Currently, the province requires any facility that emits 100,000 tonnes or more of greenhouse gases a year to reduce their emissions intensity. To date facilities must reduce it by 12 per cent.

This stringency level is set to increase to 15 per cent as of January 1, 2016 and 20 per cent as of January 1, 2017.

Companies can comply in four ways: by improving their operations; using emission performance credits; purchasing Alberta-based carbon offset credits; and/or contributing to the Climate Change and Emissions Management Fund.

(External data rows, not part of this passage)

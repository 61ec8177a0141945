//! # spslip
//!
//! SLIP-framed transport for SmartPort disk emulation over TCP.
//!
//! The crate sits between a byte stream and a protocol layer: outbound
//! frames are byte-stuffed and written, inbound bytes are reassembled into
//! frames and handed upward one at a time.
//!
//! ## Architecture
//!
//! - **Framing** ([`slip`]): pure SLIP encoder and streaming decoder
//! - **Connections** ([`connection`]): the [`Connection`] contract with a
//!   generic stream variant and a TCP variant, each running a read task and
//!   a writer task
//! - **Registry** ([`registry`]): single owner of live connections
//!
//! ## Example
//!
//! ```ignore
//! use std::sync::Arc;
//! use spslip::{ChannelSink, Connection, ConnectionEvent, TcpConnection, TransportConfig};
//!
//! #[tokio::main]
//! async fn main() -> spslip::Result<()> {
//!     let conn = TcpConnection::connect("127.0.0.1:1977", TransportConfig::default()).await?;
//!
//!     let (sink, mut events) = ChannelSink::new();
//!     conn.establish_read_channel(Arc::new(sink))?;
//!
//!     conn.send(b"\x01\x02".into()).await?;
//!     while let Some(event) = events.recv().await {
//!         if let ConnectionEvent::Frame { frame, .. } = event {
//!             println!("{} bytes", frame.len());
//!         }
//!     }
//!     Ok(())
//! }
//! ```

pub mod config;
pub mod connection;
pub mod error;
pub mod registry;
pub mod slip;

pub use config::TransportConfig;
#[cfg(feature = "tcp")]
pub use connection::TcpConnection;
pub use connection::{
    ChannelSink, CloseReason, Connection, ConnectionEvent, ConnectionId, ConnectionRef,
    ConnectionState, ConnectionStats, FrameSink, FramedConnection,
};
pub use error::{ConnectionError, FramingError, Result};
pub use registry::ConnectionRegistry;
pub use slip::Frame;
//! Frame type.
//!
//! A frame is one complete message cut out of the byte stream. Its bytes
//! are opaque to this crate and shared via `bytes::Bytes`, so cloning a
//! frame never copies the payload.

use std::ops::Deref;

use bytes::Bytes;

/// One complete, delimited message. Immutable once built.
#[derive(Debug, Clone, Default, PartialEq, Eq, Hash)]
pub struct Frame {
    payload: Bytes,
}

impl Frame {
    /// Create a frame from shared bytes (zero-copy).
    pub fn new(payload: Bytes) -> Self {
        Self { payload }
    }

    /// Create a frame by copying a slice.
    pub fn copy_from_slice(data: &[u8]) -> Self {
        Self {
            payload: Bytes::copy_from_slice(data),
        }
    }

    /// Empty frame.
    pub fn empty() -> Self {
        Self::default()
    }

    /// Get a reference to the payload bytes.
    #[inline]
    pub fn payload(&self) -> &[u8] {
        &self.payload
    }

    #[inline]
    pub fn len(&self) -> usize {
        self.payload.len()
    }

    #[inline]
    pub fn is_empty(&self) -> bool {
        self.payload.is_empty()
    }

    /// Consume the frame, returning its bytes.
    pub fn into_bytes(self) -> Bytes {
        self.payload
    }
}

impl Deref for Frame {
    type Target = [u8];

    fn deref(&self) -> &[u8] {
        &self.payload
    }
}

impl AsRef<[u8]> for Frame {
    fn as_ref(&self) -> &[u8] {
        &self.payload
    }
}

impl From<Bytes> for Frame {
    fn from(payload: Bytes) -> Self {
        Self::new(payload)
    }
}

impl From<Vec<u8>> for Frame {
    fn from(payload: Vec<u8>) -> Self {
        Self::new(Bytes::from(payload))
    }
}

impl From<&'static [u8]> for Frame {
    fn from(payload: &'static [u8]) -> Self {
        Self::new(Bytes::from_static(payload))
    }
}

impl<const N: usize> From<&'static [u8; N]> for Frame {
    fn from(payload: &'static [u8; N]) -> Self {
        Self::new(Bytes::from_static(payload))
    }
}

impl PartialEq<[u8]> for Frame {
    fn eq(&self, other: &[u8]) -> bool {
        self.payload() == other
    }
}

impl PartialEq<&[u8]> for Frame {
    fn eq(&self, other: &&[u8]) -> bool {
        self.payload() == *other
    }
}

Should companies choose to pay into the fund, rates will also increase, rising in 2016 to $20 for every tonne over a facility’s reduction target and in 2017, to $30 for every tonne over a facility’s reduction target

The Calgary-based Canadian Association of Petroleum Producers (CAPP) said it "appreciates" the new rates under Alberta’s revised Specific Gas Emitters Regulations (SGER) will be phased-in over 18 months and money raised will continue to flow to the technology development fund. But CAPP noted that the revised rules for SGER and Alberta’s recently announced corporate tax increase have the potential to add almost $800 million to industry costs over the next two years.

Despite its concerns over the impact of the SGER to the industry's bottom line, CAPP said that Canada’s oil sands producers are prepared to take a greater leadership role on climate action as part of the growing global intention to reduce greenhouse gas emissions.

“We developed the technology to get the oil out of the sand – and we are just as committed to getting our carbon out of the air,” said CAPP president, Tim McMillan.

Dan Woynillowicz, director of policy for Clean Energy Canada, praised the announcement, calling it a welcome departure from the previous government’s persistent delays.

“Today’s announcement sends a clear and critical message to industry and Albertans: This is a first step; expect more robust climate action to follow,” Woynillowicz said.

He added that Clean Energy Canada will look forward to a strong and effective number of policies later this year from the province.

Ed Whittingham, executive director of the energy think tank, the Pembina Institute, commented that the province’s commitments to set a higher price and target for carbon pollution on a set schedule and to follow it with broad-based consultation is encouraging.

However, he tempered his comment, adding: “Of course, it will take more than the changes today for Alberta to credibly do its part to tackle climate change.

Whittingham said the province’s climate change strategy should include reduction of overall emissions from the oil and gas sector, the acceleration of the phase-out of coal-fired electricity; and an increase in the supply of renewable energy.

Greenpeace’s Mike Hudema was less impressed with the announcement. In a blog post, the Greenpeace activist criticized the province for saying it wanted to be a climate leader while talking about expanding pipelines and building new refineries.

“Alberta can’t have it both ways,” Hudema wrote. “You can’t double down on one of the nation’s largest sources of carbon emissions and still be a leader on the climate.”

Shannon Phillips, the Alberta government’s Minister of Environment and Parks, said they intend to create an effective climate change action plan that will achieve real, demonstrable reductions in greenhouse gas emissions.

“For years, the previous government failed to develop a meaningful strategy to deal with the important issue of climate change and we are going to do things differently,” Phillips said.

The government also indicated they plan to strike a panel to review how Albertans, who it called the “owners of our oil and gas resources,” will receive a fair return for development of those resources.

The province said more information on the royalty review will come soon.